Kathmandu University School of Medical Sciences (KUSMS) is one of the seven schools of Kathmandu University running medical, nursing and allied health science program. KUSMS is a collaborative program of Kathmandu University and Dhulikhel Hospital. The main office of KUSMS is on the premises of Dhulikhel Hospital, a Kathmandu University hospital, in Kavrepalanchok District, Nepal. KUSMS was set up in 1994. Manipal College of Medical Sciences in Pokhara was the first medical college to be granted affiliation. Since then, KUSMS has granted affiliation to several medical colleges around the country.

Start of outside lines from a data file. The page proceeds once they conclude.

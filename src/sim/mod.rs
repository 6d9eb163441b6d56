//! Deterministic interaction module
//!
//! All gameplay logic lives here. This module must be pure and deterministic:
//! - Virtual millisecond clock only (the host feeds elapsed time)
//! - Seeded RNG only
//! - Stable iteration order (by target ID)
//! - No rendering or platform dependencies

pub mod autopilot;
pub mod controller;
pub mod spawn;
pub mod state;
pub mod timers;

pub use autopilot::choose_gaze;
pub use controller::RoundController;
pub use spawn::{random_position, should_spawn};
pub use state::{
    EndReason, GameState, ReticleFeedback, RoundPhase, Target, TargetId, TargetKind,
};
pub use timers::{TimerId, TimerQueue};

KUSMS formally started its own medical training program, the MBBS program, on 7 September 2001 in association with Dhulikhel Hospital. The first class was 43 Nepali students. The day is annually celebrated as KUSMS Day. Although the medical school is still widely known as KUMS, inside and outside the country, its name was changed to Kathmandu University School of Medical Sciences (KUSMS) in 2006, in view of the fact that it not only trains medical undergraduates and postgraduates, but also runs nursing and allied health science programs.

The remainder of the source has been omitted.